When this happens, I turn my rough-hewn poetic thoughts  into prayers.

My mother is slowly dying of Alzheimer’s.  Sometimes she doesn’t know me. One thing she does know, however, is that something is not right. She just  doesn’t know what.

Yesterday she asked me to pray for her.

Today she prayed to die.

I need to do something with the overflow of emotion in my heart. I cannot write a poem to express the powerful sorrow and pain I feel for her.  I cannot write of my grief. I am unable to dig through the sands of sentiment to even find a poem inside me.

So, I turned to prayer and other poets to do what I cannot.

C.S. Lewis writes of death after prayers. I find it comforting. Even in his despair and after his death, he has connected with me through his poetry and prayers. Isn’t that what poetry is supposed to do?  Isn’t this why we write it? This season of my life,  I’ll hold onto my faith and the poetry of others to express what’s hidden in my heart.

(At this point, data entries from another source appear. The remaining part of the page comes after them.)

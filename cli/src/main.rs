mod http;
mod storage;


use std::path::PathBuf;

use clap::{Parser, Subcommand};
use inventory_session::form::{validate_login, validate_register};
use inventory_session::{Access, ApiError, AuthApi, FormError, Route, SessionStore, SessionView, check};
use serde_json::json;

use crate::http::HttpAuthApi;
use crate::storage::FileStorage;

#[derive(Debug, thiserror::Error)]
enum CliError {
    #[error("not signed in; run `inventory-cli login` first")]
    NotSignedIn,
    #[error("{0}")]
    Form(#[from] FormError),
    #[error("auth request failed: {0}")]
    Api(#[from] ApiError),
    #[error("access to {path} denied; redirected to {redirect}")]
    AccessDenied { path: String, redirect: &'static str },
    #[error("invalid JSON payload: {0}")]
    InvalidJson(#[from] serde_json::Error),
}

#[derive(Parser, Debug)]
#[command(name = "inventory-cli", about = "Inventory admin session CLI")]
struct Cli {
    #[arg(long, env = "INVENTORY_BASE_URL", default_value = "http://127.0.0.1:3000")]
    base_url: String,

    #[arg(long, env = "INVENTORY_STATE_FILE", default_value = ".inventory-session.json")]
    state_file: PathBuf,

    #[command(subcommand)]
    command: Command,
}

#[derive(Subcommand, Debug)]
enum Command {
    /// Sign in and persist the session.
    Login {
        #[arg(long, env = "INVENTORY_EMAIL")]
        email: String,
        #[arg(long, env = "INVENTORY_PASSWORD", hide_env_values = true)]
        pass: String,
    },
    /// Create an account. Does not sign in.
    Register {
        #[arg(long)]
        name: String,
        #[arg(long)]
        email: String,
        #[arg(long)]
        pass: String,
    },
    /// Clear the persisted session.
    Logout,
    /// Print the signed-in user.
    Whoami,
    /// Print the `Authorization` header value for the session.
    Bearer,
    /// Evaluate the route guard for a path.
    Check { path: String },
}

#[tokio::main]
async fn main() -> Result<(), CliError> {
    tracing_subscriber::fmt().with_writer(std::io::stderr).init();

    let cli = Cli::parse();
    let api = HttpAuthApi::new(&cli.base_url);
    let mut store = SessionStore::restore(FileStorage::open(&cli.state_file));
    tracing::debug!(state_file = %store.storage().path().display(), "session restored");

    run(cli.command, &api, &mut store).await
}

async fn run<A>(command: Command, api: &A, store: &mut SessionStore<FileStorage>) -> Result<(), CliError>
where
    A: AuthApi + ?Sized,
{
    match command {
        Command::Login { email, pass } => {
            let request = validate_login(&email, &pass)?;
            let user = store.login(api, &request.email, &request.pass).await?;
            print_json(&json!({ "user": user, "isAdmin": user.is_admin() }))
        }
        Command::Register { name, email, pass } => {
            let request = validate_register(&name, &email, &pass)?;
            let response = api.register(&request).await?;
            print_json(&json!({ "message": response.message, "userId": response.user_id }))
        }
        Command::Logout => {
            store.logout(&|route: Route| {
                tracing::info!(next = route.path(), "session cleared; sign in again to continue");
            });
            Ok(())
        }
        Command::Whoami => {
            let user = store.current_user().ok_or(CliError::NotSignedIn)?;
            print_json(&json!({ "user": user, "isAdmin": user.is_admin() }))
        }
        Command::Bearer => {
            let bearer = store.bearer().ok_or(CliError::NotSignedIn)?;
            println!("{bearer}");
            Ok(())
        }
        Command::Check { path } => check_path(&path, &*store),
    }
}

fn check_path<V>(path: &str, session: &V) -> Result<(), CliError>
where
    V: SessionView + ?Sized,
{
    let route = Route::resolve(path);
    match check(route, session) {
        Access::Proceed => {
            println!("allow {}", route.path());
            Ok(())
        }
        Access::Redirect(target) => Err(CliError::AccessDenied {
            path: path.to_owned(),
            redirect: target.path(),
        }),
    }
}

fn print_json(value: &serde_json::Value) -> Result<(), CliError> {
    let rendered = serde_json::to_string_pretty(value)?;
    println!("{rendered}");
    Ok(())
}
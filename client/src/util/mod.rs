//! Utility helpers shared across client UI modules.
//!
//! SYSTEM CONTEXT
//! ==============
//! Utility modules isolate browser/environment concerns from page and component
//! logic to improve reuse and testability.

pub mod auth;
pub mod storage;
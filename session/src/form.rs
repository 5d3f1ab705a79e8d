//! Login and registration input validation.
//!
//! Validation runs before any request is built, so a rejected form never
//! reaches the network layer.

#[cfg(test)]
#[path = "form_test.rs"]
mod form_test;

use crate::types::{LoginRequest, RegisterRequest};

pub const MIN_PASSWORD_LEN: usize = 6;

/// Why a login or registration form cannot be submitted.
#[derive(Clone, Copy, Debug, PartialEq, Eq, thiserror::Error)]
pub enum FormError {
    #[error("Enter your name.")]
    NameRequired,
    #[error("Enter your email.")]
    EmailRequired,
    #[error("Enter a valid email address.")]
    EmailInvalid,
    #[error("Enter your password.")]
    PasswordRequired,
    #[error("Password must be at least 6 characters.")]
    PasswordTooShort,
}

/// Validate the sign-in form.
///
/// # Errors
///
/// Returns the first failing [`FormError`] in field order.
pub fn validate_login(email: &str, pass: &str) -> Result<LoginRequest, FormError> {
    let email = validate_email(email)?;
    if pass.is_empty() {
        return Err(FormError::PasswordRequired);
    }
    Ok(LoginRequest {
        email,
        pass: pass.to_owned(),
    })
}

/// Validate the registration form.
///
/// # Errors
///
/// Returns the first failing [`FormError`] in field order.
pub fn validate_register(name: &str, email: &str, pass: &str) -> Result<RegisterRequest, FormError> {
    let name = name.trim();
    if name.is_empty() {
        return Err(FormError::NameRequired);
    }
    let email = validate_email(email)?;
    if pass.is_empty() {
        return Err(FormError::PasswordRequired);
    }
    if pass.chars().count() < MIN_PASSWORD_LEN {
        return Err(FormError::PasswordTooShort);
    }
    Ok(RegisterRequest {
        name: name.to_owned(),
        email,
        pass: pass.to_owned(),
    })
}

fn validate_email(raw: &str) -> Result<String, FormError> {
    let email = raw.trim();
    if email.is_empty() {
        return Err(FormError::EmailRequired);
    }
    if !is_email(email) {
        return Err(FormError::EmailInvalid);
    }
    Ok(email.to_owned())
}

fn is_email(candidate: &str) -> bool {
    let Some((local, domain)) = candidate.split_once('@') else {
        return false;
    };
    !local.is_empty()
        && !domain.is_empty()
        && !domain.contains('@')
        && !domain.starts_with('.')
        && !domain.ends_with('.')
        && !candidate.chars().any(char::is_whitespace)
}
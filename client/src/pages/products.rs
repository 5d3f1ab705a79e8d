//! Products view. Reachable only with a session.

#[cfg(test)]
#[path = "products_test.rs"]
mod products_test;

use inventory_session::{Route, SessionView};
use leptos::prelude::*;
use leptos_router::hooks::use_navigate;

use crate::state::auth::AuthState;
use crate::util::auth::install_route_guard;

/// One-line summary of who is signed in.
pub fn welcome_line(state: &AuthState) -> String {
    match state.current_user() {
        Some(user) if user.is_admin() => format!("Signed in as {} (administrator)", user.name),
        Some(user) => format!("Signed in as {}", user.name),
        None => String::new(),
    }
}

#[component]
pub fn ProductsPage() -> impl IntoView {
    let auth = expect_context::<RwSignal<AuthState>>();
    install_route_guard(auth, Route::Products, use_navigate());

    view! {
        <Show
            when=move || auth.get().is_authenticated()
            fallback=|| view! { <p class="page__redirect">"Redirecting to sign in..."</p> }
        >
            <section class="page">
                <h1>"Products"</h1>
                <p class="page__subtitle">{move || welcome_line(&auth.get())}</p>
            </section>
        </Show>
    }
}
//! Per-operation loading flag.
//!
//! The flag is raised before a request is dispatched and lowered when the
//! guard drops, so success, failure and a dropped future all leave the
//! control enabled again.

#[cfg(test)]
#[path = "loading_test.rs"]
mod loading_test;

use std::future::Future;

/// Holds a loading flag raised until dropped.
#[must_use = "the flag is lowered as soon as the guard is dropped"]
pub struct Loading<F>
where
    F: Fn(bool),
{
    set: F,
}

impl<F> Loading<F>
where
    F: Fn(bool),
{
    /// Raise the flag through `set`.
    pub fn start(set: F) -> Self {
        set(true);
        Self { set }
    }
}

impl<F> Drop for Loading<F>
where
    F: Fn(bool),
{
    fn drop(&mut self) {
        (self.set)(false);
    }
}

/// Await `fut` with the flag raised, lowering it however the call settles.
pub async fn while_loading<F, Fut>(set: F, fut: Fut) -> Fut::Output
where
    F: Fn(bool),
    Fut: Future,
{
    let _loading = Loading::start(set);
    fut.await
}
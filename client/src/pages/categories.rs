//! Categories view. Reachable only with a session.

use inventory_session::{Route, SessionView};
use leptos::prelude::*;
use leptos_router::hooks::use_navigate;

use crate::pages::products::welcome_line;
use crate::state::auth::AuthState;
use crate::util::auth::install_route_guard;

#[component]
pub fn CategoriesPage() -> impl IntoView {
    let auth = expect_context::<RwSignal<AuthState>>();
    install_route_guard(auth, Route::Categories, use_navigate());

    view! {
        <Show
            when=move || auth.get().is_authenticated()
            fallback=|| view! { <p class="page__redirect">"Redirecting to sign in..."</p> }
        >
            <section class="page">
                <h1>"Categories"</h1>
                <p class="page__subtitle">{move || welcome_line(&auth.get())}</p>
            </section>
        </Show>
    }
}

“After Prayers, Lie Cold” by C. S. Lewis

Arise my body, my small body, we have striven
Enough, and He is merciful; we are forgiven.
Arise small body, puppet-like and pale, and go,
White as the bed-clothes into bed, and cold as snow,
Undress with small, cold fingers and put out the light,
And be alone, hush’d mortal, in the sacred night,
-A meadow whipt flat with the rain, a cup
Emptied and clean, a garment washed and folded up,
Faded in colour, thinned almost to raggedness
By dirt and by the washing of that dirtiness.
Be not too quickly warm again. Lie cold; consent
To weariness’ and pardon’s watery element.
Drink up the bitter water, breathe the chilly death;
Soon enough comes the riot of our blood and breath.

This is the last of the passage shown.